DF1 = pd.DataFrame(Z2,index=myHeader[1])
# first sum up the rows for the original matrix
DF2 = DF1.groupby(level=0,sort=False).sum().T
# second sum up the columns for the original matrix
DF2.index = myHeader[1]
DF3 = DF2.groupby(level=0,sort=False).sum().T

nodeNames = list(DF3.index)

# count the number of regions in each country
ctryNames = [x[:2] for x in nodeNames]
ctryCount = {x:ctryNames.count(x) for x in ctryNames}

#### 1.2 define normalisation denominators

In [None]:
# coordinator normalisation denominator
def normCo(node,ctryCount):
    ctry = node[:2]
    n = ctryCount[ctry]
    if n>2:
        m = nCr(n-1,2)*2
    else:
        m = 1
    return m

# gatekeeper and representative normalisation denominator
def normGaRe(node,ctryCount):
    ctry = node[:2]
    n = ctryCount[ctry]
    newCount = removekey(ctryCount,ctry)
    if n>1:
        m = 0
        for key in newCount:
            m += newCount[key]*(n-1)
    else:
        m = 1
    return m

# itinerant normalisation denominator
def normIt(node,ctryCount):
    ctry = node[:2]
    n = ctryCount[ctry]
    newCount = removekey(ctryCount,ctry)
    m = 0
    for key in newCount:
        temp = newCount[key]
        if temp > 1:
            m += nCr(temp,2)*2
    return m

# liaison normalisation denominator
def normLi(node,ctryCount):
    ctry = node[:2]
    n = ctryCount[ctry]
    newCount = removekey(ctryCount,ctry)
    m = 0
    for key in newCount:
        v1 = newCount[key]
        tempCount = removekey(newCount,key)
        for ind in tempCount:
            v2 = tempCount[ind]
            m += v1*v2
    return m

#### 1.3 Construct the network

In [None]:
# Create a network
# Note that I have removed the self-loops. 

G = nx.DiGraph()

for i in nodeNames:
    for j in nodeNames:
        if i != j:
            G.add_edge(i,j,weight=DF3.loc[i,j])
            
for node in G.nodes:
    G.nodes[node]['country'] = node[:2] # the first two letters are distinct across countries

### 2. WNGF applied to R&D information flow (micro data)
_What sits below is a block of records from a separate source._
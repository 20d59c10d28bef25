// Copyright (c) 2025, Jason Jenkins
// SPDX-License-Identifier: BSD-3-Clause

//! Track data structures.
//!
//! This module defines points, tracks, per-track visibility and the visual
//! element descriptors derived from them for drawing.

use crate::config;
use serde::{Deserialize, Serialize};
use std::fmt;
use std::str::FromStr;

/// One observation: frame, timestamp and canonical Top-Left pixel position.
#[derive(Debug, Clone, Copy, PartialEq, Serialize, Deserialize)]
pub struct Point {
    pub frame_index: u32,
    pub time_ms: f64,
    pub x: f64,
    pub y: f64,
}

impl Point {
    pub fn new(frame_index: u32, time_ms: f64, x: f64, y: f64) -> Self {
        Self {
            frame_index,
            time_ms,
            x,
            y,
        }
    }
}

/// A point as read from a file, before validation.
///
/// `track_id` is the id recorded in the source; ids need not be contiguous.
#[derive(Debug, Clone, Copy, PartialEq)]
pub struct RawPoint {
    pub track_id: i64,
    pub frame_index: i64,
    pub time_ms: f64,
    pub x: f64,
    pub y: f64,
}

impl RawPoint {
    pub fn new(track_id: i64, frame_index: i64, time_ms: f64, x: f64, y: f64) -> Self {
        Self {
            track_id,
            frame_index,
            time_ms,
            x,
            y,
        }
    }
}

/// Which points of a track are drawn and hit-tested.
#[derive(Debug, Clone, Copy, PartialEq, Eq, Default, Serialize, Deserialize)]
#[serde(rename_all = "SCREAMING_SNAKE_CASE")]
pub enum TrackVisibilityMode {
    Hidden,
    /// Points up to and including the current frame
    #[default]
    Incremental,
    AlwaysVisible,
}

impl TrackVisibilityMode {
    pub fn as_str(&self) -> &'static str {
        match self {
            Self::Hidden => "HIDDEN",
            Self::Incremental => "INCREMENTAL",
            Self::AlwaysVisible => "ALWAYS_VISIBLE",
        }
    }

    /// Whether a point on `frame_index` is visible when `current_frame` is shown.
    pub fn shows(&self, frame_index: u32, current_frame: u32) -> bool {
        match self {
            Self::Hidden => false,
            Self::Incremental => frame_index <= current_frame,
            Self::AlwaysVisible => true,
        }
    }
}

impl fmt::Display for TrackVisibilityMode {
    fn fmt(&self, f: &mut fmt::Formatter<'_>) -> fmt::Result {
        f.write_str(self.as_str())
    }
}

impl FromStr for TrackVisibilityMode {
    type Err = String;

    fn from_str(s: &str) -> Result<Self, Self::Err> {
        match s.trim().to_ascii_uppercase().as_str() {
            "HIDDEN" => Ok(Self::Hidden),
            "INCREMENTAL" => Ok(Self::Incremental),
            "ALWAYS_VISIBLE" => Ok(Self::AlwaysVisible),
            _ => Err(format!("Unrecognized visibility mode '{}'", s)),
        }
    }
}

const FIT_RESULTS: &str = "fit_results";
const FIT_COEFFICIENTS: &str = "coefficients_poly2";
const FIT_R_SQUARED: &str = "r_squared";
const FIT_DERIVED_SCALE: &str = "derived_scale_m_per_px";

/// A tracked feature: points sorted by frame, at most one per frame.
#[derive(Debug, Clone, PartialEq, Default)]
pub struct Track {
    points: Vec<Point>,
    pub visibility: TrackVisibilityMode,
    /// Fit settings and results kept with the track, stored as-is
    pub analysis_state: Option<serde_json::Value>,
}

impl Track {
    /// Create an empty, incrementally visible track.
    pub fn new() -> Self {
        Self::default()
    }

    /// Build a track from unordered points. Later duplicates of a frame win.
    pub fn from_points(points: Vec<Point>, visibility: TrackVisibilityMode) -> Self {
        let mut track = Self {
            points: Vec::with_capacity(points.len()),
            visibility,
            analysis_state: None,
        };
        for point in points {
            track.upsert(point);
        }
        track
    }

    pub fn points(&self) -> &[Point] {
        &self.points
    }

    pub fn len(&self) -> usize {
        self.points.len()
    }

    pub fn is_empty(&self) -> bool {
        self.points.is_empty()
    }

    /// Insert or replace the point at its frame, keeping frame order.
    ///
    /// Returns the replaced point, if any.
    pub fn upsert(&mut self, point: Point) -> Option<Point> {
        if let Some(existing) = self
            .points
            .iter_mut()
            .find(|p| p.frame_index == point.frame_index)
        {
            return Some(std::mem::replace(existing, point));
        }
        self.points.push(point);
        self.points.sort_by_key(|p| p.frame_index);
        None
    }

    /// Remove the point at `frame_index`.
    pub fn remove(&mut self, frame_index: u32) -> Option<Point> {
        let position = self.points.iter().position(|p| p.frame_index == frame_index)?;
        Some(self.points.remove(position))
    }

    pub fn point_at(&self, frame_index: u32) -> Option<&Point> {
        self.points.iter().find(|p| p.frame_index == frame_index)
    }

    pub fn first_frame(&self) -> Option<u32> {
        self.points.first().map(|p| p.frame_index)
    }

    pub fn last_frame(&self) -> Option<u32> {
        self.points.last().map(|p| p.frame_index)
    }

    /// Clear fit results derived from the points, keeping the fit settings.
    ///
    /// Returns whether a fit was cleared.
    pub fn invalidate_fit(&mut self) -> bool {
        let Some(results) = self
            .analysis_state
            .as_mut()
            .and_then(|state| state.get_mut(FIT_RESULTS))
            .and_then(serde_json::Value::as_object_mut)
        else {
            return false;
        };
        if results.get(FIT_COEFFICIENTS).map_or(true, serde_json::Value::is_null) {
            return false;
        }
        for key in [FIT_COEFFICIENTS, FIT_R_SQUARED, FIT_DERIVED_SCALE] {
            results.insert(key.to_string(), serde_json::Value::Null);
        }
        true
    }

    /// Points visible at `current_frame` under this track's visibility mode.
    pub fn visible_points(&self, current_frame: u32) -> impl Iterator<Item = &Point> + '_ {
        let mode = self.visibility;
        self.points
            .iter()
            .filter(move |p| mode.shows(p.frame_index, current_frame))
    }
}

/// Summary row for a track list.
#[derive(Debug, Clone, Copy, PartialEq, Eq)]
pub struct TrackSummary {
    pub track_id: usize,
    pub point_count: usize,
    /// First frame, or -1 for an empty track
    pub start_frame: i64,
    /// Last frame, or -1 for an empty track
    pub end_frame: i64,
}

/// Marker style: active/inactive track × current/other frame.
#[derive(Debug, Clone, Copy, PartialEq, Eq)]
pub enum MarkerStyle {
    ActiveCurrent,
    ActiveOther,
    InactiveCurrent,
    InactiveOther,
}

impl MarkerStyle {
    pub fn select(is_active: bool, is_current_frame: bool) -> Self {
        match (is_active, is_current_frame) {
            (true, true) => Self::ActiveCurrent,
            (true, false) => Self::ActiveOther,
            (false, true) => Self::InactiveCurrent,
            (false, false) => Self::InactiveOther,
        }
    }

    pub fn as_str(&self) -> &'static str {
        match self {
            Self::ActiveCurrent => config::STYLE_MARKER_ACTIVE_CURRENT,
            Self::ActiveOther => config::STYLE_MARKER_ACTIVE_OTHER,
            Self::InactiveCurrent => config::STYLE_MARKER_INACTIVE_CURRENT,
            Self::InactiveOther => config::STYLE_MARKER_INACTIVE_OTHER,
        }
    }
}

#[derive(Debug, Clone, Copy, PartialEq, Eq)]
pub enum LineStyle {
    Active,
    Inactive,
}

impl LineStyle {
    pub fn as_str(&self) -> &'static str {
        match self {
            Self::Active => config::STYLE_LINE_ACTIVE,
            Self::Inactive => config::STYLE_LINE_INACTIVE,
        }
    }
}

/// Something to draw, in canonical pixel coordinates.
#[derive(Debug, Clone, PartialEq)]
pub enum VisualElement {
    Marker {
        pos: (f64, f64),
        style: MarkerStyle,
        track_id: usize,
        frame_index: u32,
    },
    Line {
        p1: (f64, f64),
        p2: (f64, f64),
        style: LineStyle,
        track_id: usize,
    },
    MeasurementLine {
        p1: (f64, f64),
        p2: (f64, f64),
        line_id: usize,
    },
    /// Length text placed along a measurement line
    LengthLabel {
        text: String,
        p1: (f64, f64),
        p2: (f64, f64),
        line_id: usize,
    },
}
#### R&D information flow data from https://toreopsahl.com/datasets/#Cross_Parker

#### 2.1 Prepare the data

In [None]:
# data path
MatrixPath = 'Cross_Parker-Manufacturing_info (differentiated in terms of advice).xlsx'
attributePath = 'Cross_Parker-Manufacturing_ATTR.xlsx'

# load data
matrix = pd.read_excel(MatrixPath, header=0, index_col=0)
attribute = pd.read_excel(attributePath, header=0, index_col=0)

nodeNames = list(attribute.index)

# create a list of our conditions
conditions = [
    (attribute['location'] == 1),
    (attribute['location'] == 2),
    (attribute['location'] == 3),
    (attribute['location'] == 4)
    ]

# create a list of the values we want to assign for each condition
values = ['Paris', 'Frankfurt', ' Warsaw', 'Geneva']
attribute['city'] = np.select(conditions, values)

# count the number of people in each location
Count = dict(collections.Counter(attribute.city))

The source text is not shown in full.